[Records for the task]
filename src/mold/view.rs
//! Read-only view of a fetched mold

use crate::cache::{find_manifest, safe_join};
use crate::error::{AilloyError, AilloyResult};
use std::fs;
use std::path::{Path, PathBuf};

/// A validated mold directory inside the cache.
///
/// Only read access is offered, and every relative path is confined to the
/// root; the snapshot behind it is shared by every project using that version.
#[derive(Debug, Clone)]
pub struct MoldView {
    root: PathBuf,
    manifest: PathBuf,
}

impl MoldView {
    /// Open `root`, which must contain a manifest.
    pub fn open(root: impl Into<PathBuf>) -> AilloyResult<Self> {
        let root = root.into();
        let manifest =
            find_manifest(&root).ok_or_else(|| AilloyError::ManifestNotFound { path: root.clone() })?;
        Ok(Self { root, manifest })
    }

    /// Directory the view is rooted at
    pub fn root(&self) -> &Path {
        &self.root
    }

    /// Full path of `mold.yaml` or `ingot.yaml`
    pub fn manifest_path(&self) -> &Path {
        &self.manifest
    }

    /// Contents of the manifest file
    pub fn manifest(&self) -> AilloyResult<String> {
        fs::read_to_string(&self.manifest)
            .map_err(|e| AilloyError::io(format!("reading {}", self.manifest.display()), e))
    }

    /// Whether `rel` exists inside the view. Escaping paths never exist.
    pub fn exists(&self, rel: impl AsRef<Path>) -> bool {
        safe_join(&self.root, rel).is_ok_and(|path| path.exists())
    }

    pub fn read(&self, rel: impl AsRef<Path>) -> AilloyResult<Vec<u8>> {
        let path = safe_join(&self.root, rel)?;
        fs::read(&path).map_err(|e| AilloyError::io(format!("reading {}", path.display()), e))
    }

    pub fn read_to_string(&self, rel: impl AsRef<Path>) -> AilloyResult<String> {
        let path = safe_join(&self.root, rel)?;
        fs::read_to_string(&path)
            .map_err(|e| AilloyError::io(format!("reading {}", path.display()), e))
    }

    /// All regular files below the root, relative and sorted
    pub fn files(&self) -> AilloyResult<Vec<PathBuf>> {
        let mut files = Vec::new();
        let mut stack = vec![self.root.clone()];
        while let Some(dir) = stack.pop() {
            let entries = fs::read_dir(&dir)
                .map_err(|e| AilloyError::io(format!("reading {}", dir.display()), e))?;
            for entry in entries {
                let entry =
                    entry.map_err(|e| AilloyError::io(format!("reading {}", dir.display()), e))?;
                let file_type = entry
                    .file_type()
                    .map_err(|e| AilloyError::io(format!("reading {}", dir.display()), e))?;
                let path = entry.path();
                if file_type.is_dir() {
                    stack.push(path);
                } else if file_type.is_file() {
                    if let Ok(rel) = path.strip_prefix(&self.root) {
                        files.push(rel.to_path_buf());
                    }
                }
            }
        }
        files.sort();
        Ok(files)
    }
}
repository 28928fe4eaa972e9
//! Git access for the mold engine
//!
//! All version-control work (remote tag and branch queries, bare clones,
//! archives) goes through the [`GitRunner`] trait. [`CommandGit`] shells out
//! to the system `git`.

mod command;
#[cfg(test)]
pub(crate) mod fake;
mod runner;

pub use command::CommandGit;
pub use runner::GitRunner;
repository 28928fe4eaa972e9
//! Command-line interface

pub mod args;
pub mod commands;

pub use args::{Cli, Commands};
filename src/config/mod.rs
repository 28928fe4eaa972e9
//! Configuration management for Ailloy

pub mod schema;

pub use schema::Config;

use crate::error::{AilloyError, AilloyResult};
use std::path::{Path, PathBuf};
use tokio::fs;
use tracing::debug;

/// Configuration manager
pub struct ConfigManager {
    config_path: PathBuf,
}

impl ConfigManager {
    /// Create a new config manager with default path
    pub fn new() -> Self {
        Self {
            config_path: Self::default_config_path(),
        }
    }

    /// Create a config manager with a custom path
    pub fn with_path(path: PathBuf) -> Self {
        Self { config_path: path }
    }

    /// Get the default config file path
    pub fn default_config_path() -> PathBuf {
        dirs::config_dir()
            .unwrap_or_else(|| PathBuf::from("."))
            .join("ailloy")
            .join("config.toml")
    }

    /// Load configuration, using defaults if the file does not exist
    pub async fn load(&self) -> AilloyResult<Config> {
        if !self.config_path.exists() {
            debug!("Config file not found, using defaults");
            return Ok(Config::default());
        }

        self.load_from_file(&self.config_path).await
    }

    /// Load configuration from a specific file
    pub async fn load_from_file(&self, path: &Path) -> AilloyResult<Config> {
        let content = fs::read_to_string(path)
            .await
            .map_err(|e| AilloyError::io(format!("reading config from {}", path.display()), e))?;

        toml::from_str(&content).map_err(|e| AilloyError::ConfigInvalid {
            path: path.to_path_buf(),
            reason: e.to_string(),
        })
    }
}

impl Default for ConfigManager {
    fn default() -> Self {
        Self::new()
    }
}
//! CLI command implementations

pub mod cache;
pub mod fetch;
pub mod lock;

pub use cache::execute as cache;
pub use fetch::execute as fetch;
pub use lock::execute as lock;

[What the task asks] Please give again, word for word, only the lines from the one holding "pub mod cache;" through the end of the listing above.

[Your response]
pub mod cache;
pub mod fetch;
pub mod lock;

pub use cache::execute as cache;
pub use fetch::execute as fetch;
pub use lock::execute as lock;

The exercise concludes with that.